78% of knowledge workers now use AI agents weekly. The bigger number is what changes after that.

Microsoft's Work Trend Index, released May 5, says agent usage has more than sixfold in eighteen months. The reshape-the-org figure is the one that matters.

Photo: Unsplash — Knowledge worker at a multi-monitor workstation

Microsoft on May 5 published the new Work Trend Index alongside the Copilot Cowork mobile launch. The headline number — 78% of knowledge workers now use AI agents at least weekly, up from 12% in 2024 — is the kind of metric press teams write into the second paragraph because it’s easy to absorb.
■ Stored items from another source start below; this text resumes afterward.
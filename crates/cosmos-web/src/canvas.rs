//! Canvas 2D backend for the engine's `Surface` trait.

use std::f64::consts::TAU;

use cosmos_fx::{Color, Fill, FxError, Surface, Viewport};
use glam::Vec2;
use wasm_bindgen::JsCast;
use web_sys::{CanvasGradient, CanvasRenderingContext2d, HtmlCanvasElement};

use crate::js_error;

pub struct Canvas2dSurface {
    ctx: CanvasRenderingContext2d,
}

impl Canvas2dSurface {
    /// Acquire the 2D context of `canvas`.
    pub fn from_canvas(canvas: &HtmlCanvasElement) -> Result<Self, FxError> {
        let ctx = canvas
            .get_context("2d")
            .map_err(js_error)?
            .ok_or(FxError::MissingContext)?
            .dyn_into::<CanvasRenderingContext2d>()
            .map_err(|_| FxError::MissingContext)?;
        Ok(Self { ctx })
    }

    pub fn context(&self) -> &CanvasRenderingContext2d {
        &self.ctx
    }

    fn gradient(&self, fill: &Fill) -> Option<CanvasGradient> {
        let (gradient, stops) = match fill {
            Fill::Solid(_) => return None,
            Fill::Radial { center, radius, gradient } => {
                let (x, y) = (center.x as f64, center.y as f64);
                let g = self
                    .ctx
                    .create_radial_gradient(x, y, 0.0, x, y, radius.max(0.0) as f64)
                    .ok()?;
                (g, gradient.stops())
            }
            Fill::Linear { from, to, gradient } => {
                let g = self.ctx.create_linear_gradient(
                    from.x as f64,
                    from.y as f64,
                    to.x as f64,
                    to.y as f64,
                );
                (g, gradient.stops())
            }
        };
        for stop in stops {
            if gradient
                .add_color_stop(stop.offset.clamp(0.0, 1.0), &stop.color.to_css())
                .is_err()
            {
                return None;
            }
        }
        Some(gradient)
    }

    /// Returns false when the fill could not be applied.
    fn set_fill(&self, fill: &Fill) -> bool {
        match fill {
            Fill::Solid(color) => self.ctx.set_fill_style_str(&color.to_css()),
            _ => match self.gradient(fill) {
                Some(g) => self.ctx.set_fill_style_canvas_gradient(&g),
                None => {
                    log::debug!("gradient rejected by canvas; fill skipped");
                    return false;
                }
            },
        }
        true
    }

    fn set_stroke(&self, line_width: f32, color: Color) {
        self.ctx.set_line_width(line_width as f64);
        self.ctx.set_stroke_style_str(&color.to_css());
    }

    fn circle_path(&self, center: Vec2, radius: f32) -> bool {
        self.ctx.begin_path();
        self.ctx
            .arc(center.x as f64, center.y as f64, radius.max(0.0) as f64, 0.0, TAU)
            .is_ok()
    }

    fn polygon_path(&self, points: &[Vec2]) {
        self.ctx.begin_path();
        let mut iter = points.iter();
        if let Some(first) = iter.next() {
            self.ctx.move_to(first.x as f64, first.y as f64);
        }
        for p in iter {
            self.ctx.line_to(p.x as f64, p.y as f64);
        }
        self.ctx.close_path();
    }
}

impl Surface for Canvas2dSurface {
    fn clear(&mut self, width: f32, height: f32) {
        self.ctx.clear_rect(0.0, 0.0, width as f64, height as f64);
    }

    fn fill_circle(&mut self, center: Vec2, radius: f32, fill: Fill) {
        if self.circle_path(center, radius) && self.set_fill(&fill) {
            self.ctx.fill();
        }
    }

    fn stroke_circle(&mut self, center: Vec2, radius: f32, line_width: f32, color: Color) {
        if self.circle_path(center, radius) {
            self.set_stroke(line_width, color);
            self.ctx.stroke();
        }
    }

    fn line(&mut self, from: Vec2, to: Vec2, line_width: f32, color: Color) {
        self.ctx.begin_path();
        self.ctx.move_to(from.x as f64, from.y as f64);
        self.ctx.line_to(to.x as f64, to.y as f64);
        self.set_stroke(line_width, color);
        self.ctx.stroke();
    }

    fn fill_polygon(&mut self, points: &[Vec2], fill: Fill) {
        if points.len() < 3 {
            return;
        }
        self.polygon_path(points);
        if self.set_fill(&fill) {
            self.ctx.fill();
        }
    }

    fn stroke_polygon(&mut self, points: &[Vec2], line_width: f32, color: Color) {
        if points.len() < 2 {
            return;
        }
        self.polygon_path(points);
        self.set_stroke(line_width, color);
        self.ctx.stroke();
    }

    fn save(&mut self) {
        self.ctx.save();
    }

    fn restore(&mut self) {
        self.ctx.restore();
    }

    fn translate(&mut self, offset: Vec2) {
        if self.ctx.translate(offset.x as f64, offset.y as f64).is_err() {
            log::debug!("canvas translate failed");
        }
    }

    fn scale(&mut self, factor: Vec2) {
        if self.ctx.scale(factor.x as f64, factor.y as f64).is_err() {
            log::debug!("canvas scale failed");
        }
    }

    fn rotate(&mut self, radians: f32) {
        if self.ctx.rotate(radians as f64).is_err() {
            log::debug!("canvas rotate failed");
        }
    }
}

/// Match the canvas backing store to its laid-out size and return that size.
pub fn fit_canvas(canvas: &HtmlCanvasElement) -> Viewport {
    let width = canvas.client_width().max(0) as u32;
    let height = canvas.client_height().max(0) as u32;
    if canvas.width() != width {
        canvas.set_width(width);
    }
    if canvas.height() != height {
        canvas.set_height(height);
    }
    Viewport::new(width as f32, height as f32)
}

/// Convert page coordinates into canvas pixels.
pub fn to_canvas(canvas: &HtmlCanvasElement, client_x: i32, client_y: i32) -> Vec2 {
    let rect = canvas.get_bounding_client_rect();
    Vec2::new(
        (client_x as f64 - rect.left()) as f32,
        (client_y as f64 - rect.top()) as f32,
    )
}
It is the wrong headline number.

The figure that should be the lead is the next one in the same release: 67% of business leaders say agent-powered automation has already reshaped at least one core business process. That’s not adoption. That’s restructuring.

Here is the unit-economics-of-a-business problem the second number creates. A company that has reshaped one process around agent automation has, somewhere in its operations, a workflow that used to require N people and now requires N − k people, plus an agent. The savings show up in operating margin. The cost shows up in headcount, training budgets, vendor contracts, and — increasingly — capital expenditure on the agent infrastructure. Across an org chart, that math compounds.

What we are watching, in the productivity software category over the next four to eight quarters, is the second derivative of that compounding. The first derivative is “AI is helping people do their jobs faster.” The second derivative is “the org chart that produces this output looks different than the org chart that produced it last year.”

Microsoft’s positioning, with Agent 365 and Cowork on mobile, presupposes the second derivative. Agent 365 is not a productivity tool. It is an IT-administration surface for managing autonomous workers. Companies don’t build administrative surfaces for things that aren’t going to keep growing.

The procurement teams at every Microsoft-shop enterprise reading this are going to spend the next quarter trying to answer a single question: how much of their existing seat-license spend, and how much of their existing headcount budget, is now substitutable by Agent 365 deployments. The labs will not tell you the answer. The Work Trend Index numbers, read carefully, suggest the answer is more than the procurement teams expected.

The companies that move first on the substitution will reset their unit economics. The companies that move last will be running their previous-decade org chart against competitors who don’t. There is no scenario in which the productivity software category looks the same in 2027 as it does today.